Heh, I had no intention of introducing this particular concept at this time, but the simple fact is, I might as well speak of it while I'm inspired and open-minded.
Anyway, as many of you know (or should know), I've been working extensively, passionately, and excitedly on reverse-engineering and re-porting the Sega Saturn El-Hazard game for English-language play on a typical Windows PC. (And other platforms, maybe.) Now, just like when the El-Hazard game was first ported from its PC-98 birthplace to the Saturn, it gained new things along the way (a la those who arrive in El-Hazard gain new abilites
Well, while I tried to make it a nearly perfect replica of the Saturn's technical function, we (me and my brother, who team this thing) did discover that many of the basic game mechanics were just ... plain. And sometimes stupid.
Granted this game was never and will never be something monumental from any video game standpoint, but that didn't mean we couldn't have fun with it. As you should have noted from my news posts, we've been kind of half-writing real El-Hazard material (Eye of God, Ifurita, and other general Wanderers spiel, as the game is structured on), but then for the hell of it, we decided to just make some of it ludicrious. So that at least a knowledgable El-Hazard fan should see the humorous twists. (Can you imagine Jinnai as a [self-absorbed] religious zealot? Or little princess Rune trigger-happy?)

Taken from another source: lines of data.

//! Value types for framestate
//!
//! [`Value`] is the payload model used at the save/restore boundary. Cells
//! themselves are generic over their payload; `Value` only matters where
//! state has to leave the process (page navigation, process death).
//!
//! ## Equality Rules
//!
//! - Different types are NEVER equal (no type coercion)
//! - `Int(1)` != `Float(1.0)`
//! - `String("abc")` != `Bytes([97, 98, 99])`
//! - Float uses IEEE-754 equality: `NaN != NaN`, `-0.0 == 0.0`
//! - `Opaque` values are equal only to themselves (pointer identity)

use serde::{Deserialize, Serialize};
use std::any::Any;
use std::collections::HashMap;
use std::sync::Arc;

/// Payload value
///
/// The first eight variants are plain data and can always be saved.
/// [`Value::Opaque`] carries an arbitrary in-process object; it can live in a
/// cell but is rejected by the default save predicate.
#[derive(Debug, Clone, Serialize, Deserialize)]
pub enum Value {
    /// Absence of a value
    Null,

    /// Boolean true or false
    Bool(bool),

    /// 64-bit signed integer
    Int(i64),

    /// 64-bit IEEE-754 floating point
    Float(f64),

    /// UTF-8 encoded string
    String(String),

    /// Arbitrary binary data
    Bytes(Vec<u8>),

    /// Ordered sequence of values
    Array(Vec<Value>),

    /// String-keyed map of values
    Object(HashMap<String, Value>),

    /// In-process object that has no serialized form
    #[serde(skip)]
    Opaque(Opaque),
}

/// Handle to an in-process object stored in a [`Value`]
#[derive(Clone)]
pub struct Opaque {
    type_name: &'static str,
    inner: Arc<dyn Any + Send + Sync>,
}

impl Opaque {
    /// Wrap an object
    pub fn new<T: Any + Send + Sync>(value: T) -> Self {
        Self {
            type_name: std::any::type_name::<T>(),
            inner: Arc::new(value),
        }
    }

    /// Rust type name of the wrapped object
    pub fn type_name(&self) -> &'static str {
        self.type_name
    }

    /// Borrow the wrapped object if it is a `T`
    pub fn downcast_ref<T: Any>(&self) -> Option<&T> {
        self.inner.downcast_ref::<T>()
    }
}

impl std::fmt::Debug for Opaque {
    fn fmt(&self, f: &mut std::fmt::Formatter<'_>) -> std::fmt::Result {
        write!(f, "Opaque({})", self.type_name)
    }
}

impl Value {
    /// Returns the type name as a string (for error messages)
    pub fn type_name(&self) -> &'static str {
        match self {
            Value::Null => "Null",
            Value::Bool(_) => "Bool",
            Value::Int(_) => "Int",
            Value::Float(_) => "Float",
            Value::String(_) => "String",
            Value::Bytes(_) => "Bytes",
            Value::Array(_) => "Array",
            Value::Object(_) => "Object",
            Value::Opaque(o) => o.type_name(),
        }
    }

    /// Check if this value is null
    pub fn is_null(&self) -> bool {
        matches!(self, Value::Null)
    }

    /// Try to get as bool
    pub fn as_bool(&self) -> Option<bool> {
        match self {
            Value::Bool(b) => Some(*b),
            _ => None,
        }
    }

    /// Try to get as i64
    pub fn as_int(&self) -> Option<i64> {
        match self {
            Value::Int(i) => Some(*i),
            _ => None,
        }
    }

    /// Try to get as f64
    pub fn as_float(&self) -> Option<f64> {
        match self {
            Value::Float(f) => Some(*f),
            _ => None,
        }
    }

    /// Try to get as string slice
    pub fn as_str(&self) -> Option<&str> {
        match self {
            Value::String(s) => Some(s),
            _ => None,
        }
    }

    /// Try to get as array slice
    pub fn as_array(&self) -> Option<&[Value]> {
        match self {
            Value::Array(a) => Some(a),
            _ => None,
        }
    }

    /// True if this value, or anything nested inside it, is opaque
    pub fn contains_opaque(&self) -> bool {
        match self {
            Value::Opaque(_) => true,
            Value::Array(items) => items.iter().any(Value::contains_opaque),
            Value::Object(fields) => fields.values().any(Value::contains_opaque),
            _ => false,
        }
    }

    /// Default save predicate: plain data can be saved, opaque objects cannot
    pub fn is_saveable(&self) -> bool {
        !self.contains_opaque()
    }
}

// ============================================================================
// Conversions
// ============================================================================

impl From<bool> for Value {
    fn from(b: bool) -> Self {
        Value::Bool(b)
    }
}

impl From<i64> for Value {
    fn from(i: i64) -> Self {
        Value::Int(i)
    }
}

impl From<i32> for Value {
    fn from(i: i32) -> Self {
        Value::Int(i64::from(i))
    }
}

impl From<f64> for Value {
    fn from(f: f64) -> Self {
        Value::Float(f)
    }
}

impl From<&str> for Value {
    fn from(s: &str) -> Self {
        Value::String(s.to_string())
    }
}

impl From<String> for Value {
    fn from(s: String) -> Self {
        Value::String(s)
    }
}

impl From<Vec<u8>> for Value {
    fn from(b: Vec<u8>) -> Self {
        Value::Bytes(b)
    }
}

impl From<Vec<Value>> for Value {
    fn from(items: Vec<Value>) -> Self {
        Value::Array(items)
    }
}

impl From<serde_json::Value> for Value {
    fn from(json: serde_json::Value) -> Self {
        match json {
            serde_json::Value::Null => Value::Null,
            serde_json::Value::Bool(b) => Value::Bool(b),
            serde_json::Value::Number(n) => match n.as_i64() {
                Some(i) => Value::Int(i),
                None => Value::Float(n.as_f64().unwrap_or(f64::NAN)),
            },
            serde_json::Value::String(s) => Value::String(s),
            serde_json::Value::Array(items) => {
                Value::Array(items.into_iter().map(Value::from).collect())
            }
            serde_json::Value::Object(fields) => Value::Object(
                fields
                    .into_iter()
                    .map(|(k, v)| (k, Value::from(v)))
                    .collect(),
            ),
        }
    }
}

// ============================================================================
// Custom PartialEq Implementation (IEEE-754 semantics, no type coercion)
// ============================================================================

impl PartialEq for Value {
    fn eq(&self, other: &Self) -> bool {
        match (self, other) {
            (Value::Null, Value::Null) => true,
            (Value::Bool(a), Value::Bool(b)) => a == b,
            (Value::Int(a), Value::Int(b)) => a == b,
            (Value::Float(a), Value::Float(b)) => a == b,
            (Value::String(a), Value::String(b)) => a == b,
            (Value::Bytes(a), Value::Bytes(b)) => a == b,
            (Value::Array(a), Value::Array(b)) => a == b,
            (Value::Object(a), Value::Object(b)) => a == b,
            (Value::Opaque(a), Value::Opaque(b)) => Arc::ptr_eq(&a.inner, &b.inner),

            // Different types: NEVER equal (NO TYPE COERCION)
            _ => false,
        }
    }
}

// NaN breaks reflexivity; callers comparing floats get IEEE-754 behavior.
impl Eq for Value {}

impl std::hash::Hash for Value {
    fn hash<H: std::hash::Hasher>(&self, state: &mut H) {
        std::mem::discriminant(self).hash(state);

        match self {
            Value::Null => {}
            Value::Bool(b) => b.hash(state),
            Value::Int(i) => i.hash(state),
            Value::Float(f) => {
                // -0.0 and 0.0 compare equal, so they must hash equal
                if *f == 0.0 {
                    0u64.hash(state);
                } else {
                    f.to_bits().hash(state);
                }
            }
            Value::String(s) => s.hash(state),
            Value::Bytes(b) => b.hash(state),
            Value::Array(a) => {
                a.len().hash(state);
                for v in a {
                    v.hash(state);
                }
            }
            Value::Object(o) => {
                let mut entries: Vec<_> = o.iter().collect();
                entries.sort_by_key(|(k, _)| *k);
                entries.len().hash(state);
                for (k, v) in entries {
                    k.hash(state);
                    v.hash(state);
                }
            }
            Value::Opaque(o) => (Arc::as_ptr(&o.inner) as *const () as usize).hash(state),
        }
    }
}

Anyway, with the Saturn project is about 99% complete and done much for laughs, I did realize something. It's pretty damn fun to write original El-Hazard material. It was always my intention to do this thing, but then proceed to a much more serious El-Hazard fangame project. Now, originally my sights were generally low-brow, common things... "Accept OAV1, OAV2, AW, and continue from there." But one thing I've learned from this little community is that pretty much NO ONE likes Qawool... along with a lot of other Alternative World deals. Originally I was resistant, being the type who submissively accepted what was already done. But, as the fate of anime goes, things since OAV1 were made that DIDN'T listen to the originals -- The Wanderers, the manga, the Saturn game (even in its original state, it was Wanderers with Galus, and Ishiel, fourth priestess.) -- but obviously none of them destroyed at least the basic Earth crew and a handful of key-point El-Hazard people.
Here's my real question, and it's one desiring input -- If I should find time to persue this project of mine (I obviously can't make guarentees as long as I can't see into the future), what do you think would be the BEST route to take?
We're basically looking at one of three levels:
1) Passive Acceptance -- OAV1->OAV2->AW. It happened. Work with the cards you're dealt.
2) Public Acceptance -- OAV1's generally given, and it seems OAV2 was generally okay in most peoples' minds. An example would be to cut it off there, ignore AW ever happened, and write a more overall enjoyable continuation.
3) Something Different -- Now we're talking about the Saturn game or the Manga; allow El-Hazard to take on completely new paths without being restricted to common ideas, particularly of the OAV Ifurita nature (which is a tough break for fan writers who want to unguiltily see Makoto go on other romance routes if I ever knew one.) Or possibly you just want to work in Wanderers world.
El-Hazard writing is just "dangerous" in general, because I think every fan in the world wants to see something different. One this that IS a bonus about making an interactive game a la the Saturn clone is just that; the Saturn game actually allows the player to make distinct choices that cause Makoto to end up with a variety of mate outcomes -- Rune, Nanami, Ifurita, ... ALL of the priestesses [at once, yipes] -- or fun things like the "Jinnai" ending [Jinnai takes over Roshtaria, baby] or the Alielle ending [Makoto becomes Alielle's "girlfriend" for life in exchange for freedom from the aforementioned ending]. Obviously an ideally designed system wouldn't do "all priestesses at once", but I didn't write the Saturn game entirely, just copying it.
I would prefer (I think) not to go below level 2 from above, simply because creating completely new continuities causes problems in general following, and risks things like the Tenchi qualms of too many series that just kept going downhill. (Although I don't think there's been any El-Hazard that ever sunk below "average" at worst.) On the flipside, level 3 might actually be fun (for example, restart on generally the OAV path, but then allow quirks to happen from there.)
I don't know, I'm just looking for some input, because at this time I see a whole lot of paths, but I am curious what makes fans tick; I only know it's generally NOT what made it to the screen.